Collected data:
-*-*-

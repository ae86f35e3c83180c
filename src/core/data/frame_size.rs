use std::error::Error;
use std::fmt;
use crate::core::data::point::Point;

#[derive(Debug, Copy, Clone, PartialEq, Eq)]
pub enum FrameSizeError {
    InvalidSize { width: u32, height: u32 },
}

impl fmt::Display for FrameSizeError {
    fn fmt(&self, f: &mut fmt::Formatter<'_>) -> fmt::Result {
        match self {
            Self::InvalidSize { width, height } => {
                write!(f, "frame size must be positive: {}x{}", width, height)
            }
        }
    }
}

impl Error for FrameSizeError {}

/// Dimensions of a render target, anchored at pixel (0, 0).
#[derive(Debug, Copy, Clone, PartialEq, Eq)]
pub struct FrameSize {
    width: u32,
    height: u32,
}

impl FrameSize {
    pub fn new(width: u32, height: u32) -> Result<Self, FrameSizeError> {
        if width == 0 || height == 0 {
            return Err(FrameSizeError::InvalidSize { width, height });
        }

        Ok(Self { width, height })
    }

    #[must_use]
    pub fn width(&self) -> u32 {
        self.width
    }

    #[must_use]
    pub fn height(&self) -> u32 {
        self.height
    }

    #[must_use]
    pub fn contains_point(&self, point: Point) -> bool {
        point.x < self.width && point.y < self.height
    }

    #[must_use]
    pub fn pixel_count(&self) -> usize {
        self.width as usize * self.height as usize
    }

    /// Byte offset of `point` in a row-major buffer with `channels` bytes per pixel.
    #[must_use]
    pub fn offset_of(&self, point: Point, channels: usize) -> usize {
        (point.y as usize * self.width as usize + point.x as usize) * channels
    }
}

#[cfg(test)]
mod tests {
    use super::*;

    #[test]
    fn test_frame_size_new_valid() {
        let size = FrameSize::new(800, 600).unwrap();

        assert_eq!(size.width(), 800);
        assert_eq!(size.height(), 600);
        assert_eq!(size.pixel_count(), 480_000);
    }

    #[test]
    fn test_single_pixel_frame_is_valid() {
        assert!(FrameSize::new(1, 1).is_ok());
    }

    #[test]
    fn test_frame_size_dimensions_must_be_positive() {
        assert_eq!(
            FrameSize::new(0, 10),
            Err(FrameSizeError::InvalidSize { width: 0, height: 10 })
        );
        assert_eq!(
            FrameSize::new(10, 0),
            Err(FrameSizeError::InvalidSize { width: 10, height: 0 })
        );
        assert_eq!(
            FrameSize::new(0, 0),
            Err(FrameSizeError::InvalidSize { width: 0, height: 0 })
        );
    }

    #[test]
    fn test_frame_size_contains_point() {
        let size = FrameSize::new(100, 50).unwrap();

        assert!(size.contains_point(Point { x: 0, y: 0 }));
        assert!(size.contains_point(Point { x: 99, y: 49 }));
        assert!(!size.contains_point(Point { x: 100, y: 0 }));
        assert!(!size.contains_point(Point { x: 0, y: 50 }));
    }

    #[test]
    fn test_offset_of_is_row_major() {
        let size = FrameSize::new(4, 3).unwrap();

        assert_eq!(size.offset_of(Point { x: 0, y: 0 }, 4), 0);
        assert_eq!(size.offset_of(Point { x: 3, y: 0 }, 4), 12);
        assert_eq!(size.offset_of(Point { x: 1, y: 2 }, 4), 36);
        assert_eq!(size.offset_of(Point { x: 1, y: 2 }, 3), 27);
    }
}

-*-*-

Assignment: Set down exactly, and only, the lines from the one containing "assert_eq!(size.width(), 800);" through the final line of the entries above.

Solution to the problem:
        assert_eq!(size.width(), 800);
        assert_eq!(size.height(), 600);
        assert_eq!(size.pixel_count(), 480_000);
    }

    #[test]
    fn test_single_pixel_frame_is_valid() {
        assert!(FrameSize::new(1, 1).is_ok());
    }

    #[test]
    fn test_frame_size_dimensions_must_be_positive() {
        assert_eq!(
            FrameSize::new(0, 10),
            Err(FrameSizeError::InvalidSize { width: 0, height: 10 })
        );
        assert_eq!(
            FrameSize::new(10, 0),
            Err(FrameSizeError::InvalidSize { width: 10, height: 0 })
        );
        assert_eq!(
            FrameSize::new(0, 0),
            Err(FrameSizeError::InvalidSize { width: 0, height: 0 })
        );
    }

    #[test]
    fn test_frame_size_contains_point() {
        let size = FrameSize::new(100, 50).unwrap();

        assert!(size.contains_point(Point { x: 0, y: 0 }));
        assert!(size.contains_point(Point { x: 99, y: 49 }));
        assert!(!size.contains_point(Point { x: 100, y: 0 }));
        assert!(!size.contains_point(Point { x: 0, y: 50 }));
    }

    #[test]
    fn test_offset_of_is_row_major() {
        let size = FrameSize::new(4, 3).unwrap();

        assert_eq!(size.offset_of(Point { x: 0, y: 0 }, 4), 0);
        assert_eq!(size.offset_of(Point { x: 3, y: 0 }, 4), 12);
        assert_eq!(size.offset_of(Point { x: 1, y: 2 }, 4), 36);
        assert_eq!(size.offset_of(Point { x: 1, y: 2 }, 3), 27);
    }
}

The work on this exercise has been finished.